Before the election, some of us were making the case for standing a couple of candidates down so to give the Independent - who was a clear front-man - a chance to beat the Tory. This made sense. In a Conservative-dominated county, the electoral arithmetic, under the FPTP system, guarantees big Tory majorities on all of our councils. Winning this one by tactical withdrawal might, we thought, set a healthy precedent. If we can collaborate in power at national level, surely we can do so at local level?
Well no, apparently not. All of the parties put people up in the mis-guided belief that not doing so makes them look weak or somehow, lowers their profile for the future. Noises are made about giving people a proper choice but it's really about not losing face and, in some cases, reflects low-feeder personal rivalries.
I sound hacked-off I know. If this stuff really, deeply mattered, I perhaps would be. Were the stakes that high, it would be worth a few hours of grumpiness. But it is, at the end the day, a by-election that alters very little here in Suffolk. My principal disappointment comes from the realisation it gives me that the Tories will probably run this place on their own forever and a day while the rest of us scrap for second place.
This wouldn't be so bad if our councils were vibrant, diverse, politically balanced places. But they're not. They are homogenous, incurious dead-zones, unrepresentative and non-plural. It's bad for politics and, ultimately bad for the people. Pluralism, diversity and challenge means better politics and sounder decision-making. This week's result felt like the opposite of this.
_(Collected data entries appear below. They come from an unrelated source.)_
//! Group images by filename similarity, stitch each group side by side and
//! package the results as a zip archive (or write them back into a folder).
//!
//! ```no_run
//! use image_stitch::{build_archive, sources_from_folder, NoProgress, StitchOptions};
//! use std::path::Path;
//!
//! # fn main() -> image_stitch::StitchResult<()> {
//! let sources = sources_from_folder(Path::new("screenshots"))?;
//! let output = build_archive(sources, &StitchOptions::default(), &mut NoProgress)?;
//! std::fs::write("combined_images.zip", &output.bytes).ok();
//! # Ok(())
//! # }
//! ```

pub mod archive;
pub mod compositor;
pub mod config;
pub mod error;
pub mod folder;
pub mod grouping;
pub mod naming;
pub mod progress;
pub mod settings;
pub mod similarity;
pub mod source;

pub use crate::archive::{
    build_archive, ArchiveOutput, EntryReport, GroupFailure, ARCHIVE_MIME, DEFAULT_ARCHIVE_NAME,
};
pub use crate::config::StitchOptions;
pub use crate::error::{StitchError, StitchResult};
pub use crate::folder::{combine_folder, FolderReport};
pub use crate::grouping::{group_sources, Group, Named};
pub use crate::naming::NamingPolicy;
pub use crate::progress::{NoProgress, ProgressSink};
pub use crate::settings::Settings;
pub use crate::similarity::similarity;
pub use crate::source::{
    is_image_name, sources_from_folder, sources_from_paths, ExtractedArchive, ImageSource,
};
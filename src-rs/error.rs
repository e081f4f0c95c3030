//! Error types for the stitching pipeline.

use std::io;
use std::path::{Path, PathBuf};
use thiserror::Error;

/// Every failure the library can report.
///
/// Location errors are raised before any work starts. Decode, encode and I/O
/// errors raised while handling one group are caught by the archive and
/// folder runners and recorded as a group failure instead of aborting the run.
#[derive(Error, Debug)]
pub enum StitchError {
    /// A source's bytes are not a decodable image.
    #[error("failed to decode image {name}: {source}")]
    Decode {
        name: String,
        #[source]
        source: image::ImageError,
    },

    /// A composite could not be encoded.
    #[error("failed to encode composite for {name}: {source}")]
    Encode {
        name: String,
        #[source]
        source: image::ImageError,
    },

    /// A file could not be read, written or deleted.
    #[error("I/O error on {path}: {source}")]
    Io {
        path: PathBuf,
        #[source]
        source: io::Error,
    },

    #[error("input location not found: {0}")]
    InvalidLocation(PathBuf),

    #[error("not a directory: {0}")]
    NotADirectory(PathBuf),

    #[error("invalid options: {0}")]
    InvalidOptions(String),

    /// The settings file exists but is not valid settings JSON.
    #[error("settings error in {path}: {source}")]
    Settings {
        path: PathBuf,
        #[source]
        source: serde_json::Error,
    },

    #[error("archive error: {0}")]
    Archive(#[from] zip::result::ZipError),
}

pub type StitchResult<T> = Result<T, StitchError>;

impl StitchError {
    pub fn io(path: impl AsRef<Path>, source: io::Error) -> Self {
        Self::Io {
            path: path.as_ref().to_path_buf(),
            source,
        }
    }

    pub fn decode(name: impl Into<String>, source: image::ImageError) -> Self {
        Self::Decode {
            name: name.into(),
            source,
        }
    }

    pub fn invalid_options(msg: impl Into<String>) -> Self {
        Self::InvalidOptions(msg.into())
    }

    /// True for errors that reject the input before any processing.
    pub fn is_rejected_input(&self) -> bool {
        matches!(
            self,
            Self::InvalidLocation(_) | Self::NotADirectory(_) | Self::InvalidOptions(_)
        )
    }
}
//! Per-run pipeline options.

use crate::error::{StitchError, StitchResult};
use crate::naming::NamingPolicy;
use serde::{Deserialize, Serialize};

pub const DEFAULT_THRESHOLD: f64 = 0.75;
pub const DEFAULT_MAX_GROUP_SIZE: usize = 4;

/// Knobs for one pipeline run.
#[derive(Debug, Clone, PartialEq, Serialize, Deserialize)]
#[serde(default)]
pub struct StitchOptions {
    /// Minimum similarity for a name to join a base's group (inclusive).
    pub threshold: f64,
    pub max_group_size: usize,
    pub naming: NamingPolicy,
}

impl Default for StitchOptions {
    fn default() -> Self {
        Self {
            threshold: DEFAULT_THRESHOLD,
            max_group_size: DEFAULT_MAX_GROUP_SIZE,
            naming: NamingPolicy::default(),
        }
    }
}

impl StitchOptions {
    pub fn validate(&self) -> StitchResult<()> {
        if !(0.0..=1.0).contains(&self.threshold) {
            return Err(StitchError::invalid_options(format!(
                "threshold must be within [0, 1], got {}",
                self.threshold
            )));
        }
        if self.max_group_size == 0 {
            return Err(StitchError::invalid_options("max group size must be at least 1"));
        }
        self.naming.validate()
    }
}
A step backwards.
2 comments:
Never mind, at least the Liberals didn't get in, we know what happens when they get a sniff of power ;-)
Hope the new business is doing well - shame about the SEEE dinner, would have been good to catch up.
It was more like 12,500 leaflets as I did a late reminder A5 to targetted areas not tribally committed to Labour. This was a run of 5,500 leaflets but I had five helpers so I only delivered 2,500 personally.
In all, I walked 500 miles starting on Sunday 10 October, wore out one pair of shoes - a replacement pair is on order (size 12's are not routinely kept in stock) and only one pair of trousers still fits me due to weight loss.
The whole exercise cost me over £500 (including £84.99 for the shoes) and being Independent I have to pay that out of my own pocket. Still, it's better than belonging to a political party!